▶ **PROBLEM**
Count every line below that contains "FromStr", then state the total with no other output.

*** DATA ***

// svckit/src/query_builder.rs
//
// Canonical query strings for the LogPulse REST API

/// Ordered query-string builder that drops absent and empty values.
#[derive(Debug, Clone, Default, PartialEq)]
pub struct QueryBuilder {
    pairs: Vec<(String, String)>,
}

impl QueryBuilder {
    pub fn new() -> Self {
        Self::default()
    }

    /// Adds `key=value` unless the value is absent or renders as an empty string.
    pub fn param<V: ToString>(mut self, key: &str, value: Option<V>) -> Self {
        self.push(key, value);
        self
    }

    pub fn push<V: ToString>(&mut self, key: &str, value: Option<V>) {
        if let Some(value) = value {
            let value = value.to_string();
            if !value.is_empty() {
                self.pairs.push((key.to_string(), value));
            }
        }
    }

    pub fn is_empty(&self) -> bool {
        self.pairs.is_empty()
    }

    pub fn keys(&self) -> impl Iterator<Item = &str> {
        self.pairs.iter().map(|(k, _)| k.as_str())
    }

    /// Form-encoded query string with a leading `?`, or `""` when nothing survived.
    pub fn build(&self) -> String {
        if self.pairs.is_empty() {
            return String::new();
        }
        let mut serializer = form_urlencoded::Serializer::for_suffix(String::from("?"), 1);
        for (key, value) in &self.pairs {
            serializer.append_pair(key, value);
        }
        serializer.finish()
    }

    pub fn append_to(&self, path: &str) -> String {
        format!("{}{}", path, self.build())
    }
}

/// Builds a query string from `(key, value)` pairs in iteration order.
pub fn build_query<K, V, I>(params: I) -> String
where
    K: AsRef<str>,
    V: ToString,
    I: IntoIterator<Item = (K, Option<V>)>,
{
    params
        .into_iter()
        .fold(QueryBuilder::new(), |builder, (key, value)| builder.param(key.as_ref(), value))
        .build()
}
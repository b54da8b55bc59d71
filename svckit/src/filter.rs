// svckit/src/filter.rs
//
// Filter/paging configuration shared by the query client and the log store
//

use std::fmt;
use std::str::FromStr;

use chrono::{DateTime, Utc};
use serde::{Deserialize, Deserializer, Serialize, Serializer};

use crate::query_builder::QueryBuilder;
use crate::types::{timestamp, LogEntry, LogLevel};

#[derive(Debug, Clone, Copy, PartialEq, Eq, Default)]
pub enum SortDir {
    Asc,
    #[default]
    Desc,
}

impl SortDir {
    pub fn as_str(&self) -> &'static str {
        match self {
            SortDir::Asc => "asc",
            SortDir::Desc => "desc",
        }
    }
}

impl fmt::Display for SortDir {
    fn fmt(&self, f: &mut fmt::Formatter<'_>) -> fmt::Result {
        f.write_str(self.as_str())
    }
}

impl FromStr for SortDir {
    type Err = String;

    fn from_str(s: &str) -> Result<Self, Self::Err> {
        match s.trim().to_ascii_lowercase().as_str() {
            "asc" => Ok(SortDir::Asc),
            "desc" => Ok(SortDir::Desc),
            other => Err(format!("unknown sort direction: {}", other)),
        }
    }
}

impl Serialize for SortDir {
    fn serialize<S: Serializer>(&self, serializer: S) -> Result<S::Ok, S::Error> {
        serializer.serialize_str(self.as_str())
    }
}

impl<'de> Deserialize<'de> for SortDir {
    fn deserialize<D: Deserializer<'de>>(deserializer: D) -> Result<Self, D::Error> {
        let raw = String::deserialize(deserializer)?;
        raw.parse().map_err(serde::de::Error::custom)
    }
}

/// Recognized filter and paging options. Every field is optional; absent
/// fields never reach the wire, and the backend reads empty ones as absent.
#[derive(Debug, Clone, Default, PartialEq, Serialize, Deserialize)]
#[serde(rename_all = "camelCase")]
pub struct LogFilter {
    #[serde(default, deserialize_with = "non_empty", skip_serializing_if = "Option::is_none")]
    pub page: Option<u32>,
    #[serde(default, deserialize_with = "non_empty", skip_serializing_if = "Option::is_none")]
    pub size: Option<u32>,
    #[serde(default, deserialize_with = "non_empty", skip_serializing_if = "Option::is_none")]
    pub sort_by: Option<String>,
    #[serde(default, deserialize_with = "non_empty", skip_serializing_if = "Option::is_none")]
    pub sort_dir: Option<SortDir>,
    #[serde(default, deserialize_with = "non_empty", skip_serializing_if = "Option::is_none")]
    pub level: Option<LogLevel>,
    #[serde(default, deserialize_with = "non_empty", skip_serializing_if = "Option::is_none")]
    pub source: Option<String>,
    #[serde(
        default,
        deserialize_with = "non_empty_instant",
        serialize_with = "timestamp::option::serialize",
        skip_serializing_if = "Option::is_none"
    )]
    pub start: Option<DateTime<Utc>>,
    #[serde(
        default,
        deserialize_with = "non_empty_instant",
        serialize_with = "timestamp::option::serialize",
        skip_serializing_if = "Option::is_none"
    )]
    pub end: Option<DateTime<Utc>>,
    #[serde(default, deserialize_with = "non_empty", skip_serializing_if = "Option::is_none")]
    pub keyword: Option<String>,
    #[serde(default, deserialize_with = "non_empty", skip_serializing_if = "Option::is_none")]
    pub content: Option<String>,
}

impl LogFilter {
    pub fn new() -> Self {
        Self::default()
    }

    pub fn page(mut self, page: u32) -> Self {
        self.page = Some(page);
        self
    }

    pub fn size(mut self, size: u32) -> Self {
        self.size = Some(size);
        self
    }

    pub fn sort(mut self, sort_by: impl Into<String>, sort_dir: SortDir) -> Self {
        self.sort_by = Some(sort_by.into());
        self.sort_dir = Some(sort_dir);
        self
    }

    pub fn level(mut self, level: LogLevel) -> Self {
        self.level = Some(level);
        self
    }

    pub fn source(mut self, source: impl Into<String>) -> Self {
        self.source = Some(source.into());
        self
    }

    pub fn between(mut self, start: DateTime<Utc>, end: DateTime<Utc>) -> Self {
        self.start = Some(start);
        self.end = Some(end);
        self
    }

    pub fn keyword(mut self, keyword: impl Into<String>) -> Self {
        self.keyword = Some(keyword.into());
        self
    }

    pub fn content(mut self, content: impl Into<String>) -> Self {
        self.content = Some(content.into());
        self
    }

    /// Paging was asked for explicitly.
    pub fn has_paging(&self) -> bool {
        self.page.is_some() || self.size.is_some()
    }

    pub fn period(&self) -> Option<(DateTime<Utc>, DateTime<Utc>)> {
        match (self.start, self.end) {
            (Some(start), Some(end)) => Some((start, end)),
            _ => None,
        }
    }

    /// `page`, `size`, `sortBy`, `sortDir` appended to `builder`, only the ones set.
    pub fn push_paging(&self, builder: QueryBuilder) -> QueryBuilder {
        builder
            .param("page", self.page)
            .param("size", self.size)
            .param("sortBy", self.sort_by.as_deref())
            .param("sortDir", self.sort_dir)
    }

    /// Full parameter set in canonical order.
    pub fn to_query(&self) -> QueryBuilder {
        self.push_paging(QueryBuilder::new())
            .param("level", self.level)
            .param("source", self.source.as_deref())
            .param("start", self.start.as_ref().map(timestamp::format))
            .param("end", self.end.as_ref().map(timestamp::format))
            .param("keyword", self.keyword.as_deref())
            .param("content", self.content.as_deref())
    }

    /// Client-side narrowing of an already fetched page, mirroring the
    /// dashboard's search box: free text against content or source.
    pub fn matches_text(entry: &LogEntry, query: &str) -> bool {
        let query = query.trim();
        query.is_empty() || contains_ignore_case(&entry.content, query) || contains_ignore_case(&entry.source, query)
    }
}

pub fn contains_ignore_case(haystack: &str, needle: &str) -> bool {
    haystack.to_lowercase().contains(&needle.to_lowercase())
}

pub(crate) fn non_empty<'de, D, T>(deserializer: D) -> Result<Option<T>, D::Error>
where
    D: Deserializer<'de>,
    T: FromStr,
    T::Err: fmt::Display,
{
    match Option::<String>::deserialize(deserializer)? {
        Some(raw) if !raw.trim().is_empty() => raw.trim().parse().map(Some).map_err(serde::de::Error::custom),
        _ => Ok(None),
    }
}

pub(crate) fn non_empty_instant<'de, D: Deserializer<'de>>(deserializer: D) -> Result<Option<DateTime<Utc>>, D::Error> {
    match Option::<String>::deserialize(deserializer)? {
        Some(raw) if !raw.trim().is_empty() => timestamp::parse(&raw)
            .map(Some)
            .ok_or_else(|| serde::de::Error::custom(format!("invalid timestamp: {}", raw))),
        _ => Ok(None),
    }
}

*** End of DATA ***

▶ **RESPONSE AREA**
3